== Exercise objective ==
Could you please retype all of the entries exactly as they appear?

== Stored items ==
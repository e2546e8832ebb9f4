//! GameEvent: what the session tells presentation and statistics layers
//!
//! Every ledger mutation and every rejected request produces exactly one
//! event. Events carry the ledger snapshot taken right after the change so
//! consumers never have to query the session back.

use serde::{Deserialize, Serialize};

use crate::bonus::{BonusAward, BonusSpinOutcome};
use crate::error::SpinError;
use crate::ledger::{LedgerState, SpinApplication};
use crate::paytable::SpinOutcome;
use crate::request::SpinRequest;

/// Session event
#[derive(Debug, Clone, PartialEq, Serialize, Deserialize)]
#[serde(tag = "type", rename_all = "snake_case")]
pub enum GameEvent {
    /// A spin was generated, evaluated and applied
    SpinResolved {
        round: u64,
        request: SpinRequest,
        outcome: SpinOutcome,
        applied: SpinApplication,
        ledger: LedgerState,
    },

    /// Win streak reached the bonus threshold
    BonusTriggered {
        round: u64,
        consecutive_wins: u32,
    },

    /// Bonus award credited
    BonusAwarded {
        award: BonusAward,
        ledger: LedgerState,
    },

    /// Optional bonus sub-spin resolved
    BonusSpinResolved {
        outcome: BonusSpinOutcome,
        ledger: LedgerState,
    },

    /// Request failed pre-flight validation; nothing changed
    SpinRejected {
        request: SpinRequest,
        /// Display text of the failure
        reason: String,
    },

    /// Auto-play switched on or off
    AutoPlayToggled { enabled: bool },
}

impl GameEvent {
    pub fn rejected(request: SpinRequest, error: &SpinError) -> Self {
        Self::SpinRejected {
            request,
            reason: error.to_string(),
        }
    }

    /// Event type name
    pub fn type_name(&self) -> &'static str {
        match self {
            GameEvent::SpinResolved { .. } => "spin_resolved",
            GameEvent::BonusTriggered { .. } => "bonus_triggered",
            GameEvent::BonusAwarded { .. } => "bonus_awarded",
            GameEvent::BonusSpinResolved { .. } => "bonus_spin_resolved",
            GameEvent::SpinRejected { .. } => "spin_rejected",
            GameEvent::AutoPlayToggled { .. } => "auto_play_toggled",
        }
    }

    /// Ledger snapshot carried by the event, if it mutated the ledger
    pub fn ledger(&self) -> Option<&LedgerState> {
        match self {
            GameEvent::SpinResolved { ledger, .. }
            | GameEvent::BonusAwarded { ledger, .. }
            | GameEvent::BonusSpinResolved { ledger, .. } => Some(ledger),
            _ => None,
        }
    }

    /// Serialize as one JSON line
    pub fn to_json(&self) -> serde_json::Result<String> {
        serde_json::to_string(self)
    }
}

== Exercise response ==
repository e2546e8832ebb9f4
//! GameEvent: what the session tells presentation and statistics layers
//!
//! Every ledger mutation and every rejected request produces exactly one
//! event. Events carry the ledger snapshot taken right after the change so
//! consumers never have to query the session back.

use serde::{Deserialize, Serialize};

use crate::bonus::{BonusAward, BonusSpinOutcome};
use crate::error::SpinError;
use crate::ledger::{LedgerState, SpinApplication};
use crate::paytable::SpinOutcome;
use crate::request::SpinRequest;

/// Session event
#[derive(Debug, Clone, PartialEq, Serialize, Deserialize)]
#[serde(tag = "type", rename_all = "snake_case")]
pub enum GameEvent {
    /// A spin was generated, evaluated and applied
    SpinResolved {
        round: u64,
        request: SpinRequest,
        outcome: SpinOutcome,
        applied: SpinApplication,
        ledger: LedgerState,
    },

    /// Win streak reached the bonus threshold
    BonusTriggered {
        round: u64,
        consecutive_wins: u32,
    },

    /// Bonus award credited
    BonusAwarded {
        award: BonusAward,
        ledger: LedgerState,
    },

    /// Optional bonus sub-spin resolved
    BonusSpinResolved {
        outcome: BonusSpinOutcome,
        ledger: LedgerState,
    },

    /// Request failed pre-flight validation; nothing changed
    SpinRejected {
        request: SpinRequest,
        /// Display text of the failure
        reason: String,
    },

    /// Auto-play switched on or off
    AutoPlayToggled { enabled: bool },
}

impl GameEvent {
    pub fn rejected(request: SpinRequest, error: &SpinError) -> Self {
        Self::SpinRejected {
            request,
            reason: error.to_string(),
        }
    }

    /// Event type name
    pub fn type_name(&self) -> &'static str {
        match self {
            GameEvent::SpinResolved { .. } => "spin_resolved",
            GameEvent::BonusTriggered { .. } => "bonus_triggered",
            GameEvent::BonusAwarded { .. } => "bonus_awarded",
            GameEvent::BonusSpinResolved { .. } => "bonus_spin_resolved",
            GameEvent::SpinRejected { .. } => "spin_rejected",
            GameEvent::AutoPlayToggled { .. } => "auto_play_toggled",
        }
    }

    /// Ledger snapshot carried by the event, if it mutated the ledger
    pub fn ledger(&self) -> Option<&LedgerState> {
        match self {
            GameEvent::SpinResolved { ledger, .. }
            | GameEvent::BonusAwarded { ledger, .. }
            | GameEvent::BonusSpinResolved { ledger, .. } => Some(ledger),
            _ => None,
        }
    }

    /// Serialize as one JSON line
    pub fn to_json(&self) -> serde_json::Result<String> {
        serde_json::to_string(self)
    }
}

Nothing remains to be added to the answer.